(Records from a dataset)
------
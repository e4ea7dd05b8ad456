use std::net::SocketAddr;

use dotenvy::dotenv;
use tower_http::cors::CorsLayer;
use tracing::{info, warn};

use crate::accounts::{seed_demo_accounts, AccountDirectory};
use crate::errors::StartupError;
use crate::routes::{self, auth};
use crate::tokens::TokenIssuer;

fn build_cors() -> CorsLayer {
    CorsLayer::very_permissive()
}

fn bind_addr(cfg: &configs::ServerConfig) -> Result<SocketAddr, StartupError> {
    format!("{}:{}", cfg.host, cfg.port)
        .parse()
        .map_err(|e| StartupError::InvalidConfig(format!("server address: {e}")))
}

/// Open the account directory, seeding demo accounts into an empty one.
pub async fn build_state(cfg: &configs::AppConfig) -> anyhow::Result<auth::ServerState> {
    common::env::ensure_parent_dir(&cfg.server.accounts_path).await?;
    let accounts = AccountDirectory::open(cfg.server.accounts_path.clone()).await?;
    if accounts.is_empty().await {
        let password = std::env::var("DEMO_PASSWORD").unwrap_or_else(|_| "portal-demo".to_string());
        warn!(path = %cfg.server.accounts_path, "account directory empty; seeding demo accounts");
        seed_demo_accounts(&accounts, &password).await?;
    }
    let jwt_secret = std::env::var("JWT_SECRET").unwrap_or_else(|_| "dev-secret-change-me".to_string());
    Ok(auth::ServerState { accounts, tokens: TokenIssuer::new(jwt_secret) })
}

/// Public entry: build the app and run the HTTP server
pub async fn run() -> anyhow::Result<()> {
    dotenv().ok();
    let cfg = configs::AppConfig::load_and_validate()?;
    let state = build_state(&cfg).await?;

    if let Some(admin_addr) = &cfg.server.admin_addr {
        common::admin_http::spawn_admin_server(admin_addr, service::observability::encode_metrics).await?;
    }

    let app = routes::build_router(state, build_cors());
    let addr = bind_addr(&cfg.server)?;
    let listener = tokio::net::TcpListener::bind(addr).await?;
    info!(%addr, "demo auth server listening");
    axum::serve(listener, app).await?;
    Ok(())
}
------
From the opening line of the data above through the line holding "if let Some(admin_addr)", give every line again exactly as it stands.

repository e4ea7dd05b8ad456
use std::net::SocketAddr;

use dotenvy::dotenv;
use tower_http::cors::CorsLayer;
use tracing::{info, warn};

use crate::accounts::{seed_demo_accounts, AccountDirectory};
use crate::errors::StartupError;
use crate::routes::{self, auth};
use crate::tokens::TokenIssuer;

fn build_cors() -> CorsLayer {
    CorsLayer::very_permissive()
}

fn bind_addr(cfg: &configs::ServerConfig) -> Result<SocketAddr, StartupError> {
    format!("{}:{}", cfg.host, cfg.port)
        .parse()
        .map_err(|e| StartupError::InvalidConfig(format!("server address: {e}")))
}

/// Open the account directory, seeding demo accounts into an empty one.
pub async fn build_state(cfg: &configs::AppConfig) -> anyhow::Result<auth::ServerState> {
    common::env::ensure_parent_dir(&cfg.server.accounts_path).await?;
    let accounts = AccountDirectory::open(cfg.server.accounts_path.clone()).await?;
    if accounts.is_empty().await {
        let password = std::env::var("DEMO_PASSWORD").unwrap_or_else(|_| "portal-demo".to_string());
        warn!(path = %cfg.server.accounts_path, "account directory empty; seeding demo accounts");
        seed_demo_accounts(&accounts, &password).await?;
    }
    let jwt_secret = std::env::var("JWT_SECRET").unwrap_or_else(|_| "dev-secret-change-me".to_string());
    Ok(auth::ServerState { accounts, tokens: TokenIssuer::new(jwt_secret) })
}

/// Public entry: build the app and run the HTTP server
pub async fn run() -> anyhow::Result<()> {
    dotenv().ok();
    let cfg = configs::AppConfig::load_and_validate()?;
    let state = build_state(&cfg).await?;

    if let Some(admin_addr) = &cfg.server.admin_addr {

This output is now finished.